▸ Problem requirements
Scanning the listing below, tally every line where the string "execute" shows up, then state the count alone.

(Beginning of Supplied information)

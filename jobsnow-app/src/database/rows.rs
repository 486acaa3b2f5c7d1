use anyhow::{bail, Result};
use rusqlite::types::{Value, ValueRef};
use rusqlite::{Connection, OptionalExtension, Row};
use serde_json::{Map, Value as JsonValue};

/// Column layout of a table whose rows travel as JSON objects, the same
/// shape the hosted REST backend returns.
pub struct TableSpec {
    pub name: &'static str,
    pub columns: &'static [&'static str],
    /// Stored as 0/1, exposed as JSON booleans
    pub bool_columns: &'static [&'static str],
    /// Stored as JSON text
    pub json_columns: &'static [&'static str],
}

impl TableSpec {
    pub fn select_list(&self, alias: &str) -> String {
        self.columns
            .iter()
            .map(|column| format!("{}.{}", alias, column))
            .collect::<Vec<_>>()
            .join(", ")
    }

    /// Read `columns` starting at `offset` into a JSON object
    pub fn row_to_json(&self, row: &Row<'_>, offset: usize) -> rusqlite::Result<Map<String, JsonValue>> {
        let mut object = Map::new();
        for (i, column) in self.columns.iter().enumerate() {
            let value = match row.get_ref(offset + i)? {
                ValueRef::Null => JsonValue::Null,
                ValueRef::Integer(n) if self.bool_columns.contains(column) => JsonValue::Bool(n != 0),
                ValueRef::Integer(n) => JsonValue::from(n),
                ValueRef::Real(f) => JsonValue::from(f),
                ValueRef::Text(bytes) => {
                    let text = String::from_utf8_lossy(bytes).into_owned();
                    if self.json_columns.contains(column) {
                        serde_json::from_str(&text).unwrap_or(JsonValue::Null)
                    } else {
                        JsonValue::String(text)
                    }
                }
                ValueRef::Blob(_) => JsonValue::Null,
            };
            object.insert(column.to_string(), value);
        }
        Ok(object)
    }
}

fn to_sql_value(value: &JsonValue) -> Value {
    match value {
        JsonValue::Null => Value::Null,
        JsonValue::Bool(b) => Value::Integer(i64::from(*b)),
        JsonValue::Number(n) => match n.as_i64() {
            Some(i) => Value::Integer(i),
            None => Value::Real(n.as_f64().unwrap_or_default()),
        },
        JsonValue::String(s) => Value::Text(s.clone()),
        other => Value::Text(other.to_string()),
    }
}

pub fn fetch_by_id(conn: &Connection, table: &TableSpec, id: &str) -> Result<Option<JsonValue>> {
    let sql = format!(
        "SELECT {} FROM {} t WHERE t.id = ?",
        table.select_list("t"),
        table.name
    );
    let row = conn
        .query_row(&sql, [id], |row| table.row_to_json(row, 0))
        .optional()?;
    Ok(row.map(JsonValue::Object))
}

/// Insert the row or update only the columns present in `payload`. Keys
/// outside the table's column list are rejected.
pub fn upsert(conn: &Connection, table: &TableSpec, payload: &Map<String, JsonValue>) -> Result<()> {
    if !payload.contains_key("id") {
        bail!("upsert into {} requires an id", table.name);
    }
    if let Some(unknown) = payload.keys().find(|key| !table.columns.contains(&key.as_str())) {
        bail!("column {} does not exist on {}", unknown, table.name);
    }

    let columns: Vec<&str> = payload.keys().map(String::as_str).collect();
    let placeholders = vec!["?"; columns.len()].join(", ");
    let updates: Vec<String> = columns
        .iter()
        .filter(|column| **column != "id")
        .map(|column| format!("{0} = excluded.{0}", column))
        .collect();
    let conflict = if updates.is_empty() {
        "DO NOTHING".to_string()
    } else {
        format!("DO UPDATE SET {}", updates.join(", "))
    };

    let sql = format!(
        "INSERT INTO {} ({}) VALUES ({}) ON CONFLICT(id) {}",
        table.name,
        columns.join(", "),
        placeholders,
        conflict
    );
    let values: Vec<Value> = payload.values().map(to_sql_value).collect();
    conn.execute(&sql, rusqlite::params_from_iter(values))?;
    Ok(())
}

#[cfg(test)]
mod tests {
    use super::*;
    use serde_json::json;

    const NOTES: TableSpec = TableSpec {
        name: "notes",
        columns: &["id", "body", "pinned", "tags"],
        bool_columns: &["pinned"],
        json_columns: &["tags"],
    };

    fn notes_conn() -> Connection {
        let conn = Connection::open_in_memory().unwrap();
        conn.execute(
            "CREATE TABLE notes (id VARCHAR PRIMARY KEY, body VARCHAR, pinned BOOLEAN, tags VARCHAR)",
            [],
        )
        .unwrap();
        conn
    }

    #[test]
    fn test_upsert_keeps_columns_not_in_payload() {
        let conn = notes_conn();
        let first = json!({ "id": "a", "body": "olá", "pinned": true, "tags": ["x"] });
        upsert(&conn, &NOTES, first.as_object().unwrap()).unwrap();

        let second = json!({ "id": "a", "pinned": false });
        upsert(&conn, &NOTES, second.as_object().unwrap()).unwrap();

        let row = fetch_by_id(&conn, &NOTES, "a").unwrap().unwrap();
        assert_eq!(row["body"], "olá");
        assert_eq!(row["pinned"], false);
        assert_eq!(row["tags"], json!(["x"]));
    }

    #[test]
    fn test_upsert_rejects_unknown_column() {
        let conn = notes_conn();
        let payload = json!({ "id": "a", "owner": "x" });
        assert!(upsert(&conn, &NOTES, payload.as_object().unwrap()).is_err());
        assert!(fetch_by_id(&conn, &NOTES, "missing").unwrap().is_none());
    }
}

(End of Supplied information)

▸ Expected answer
2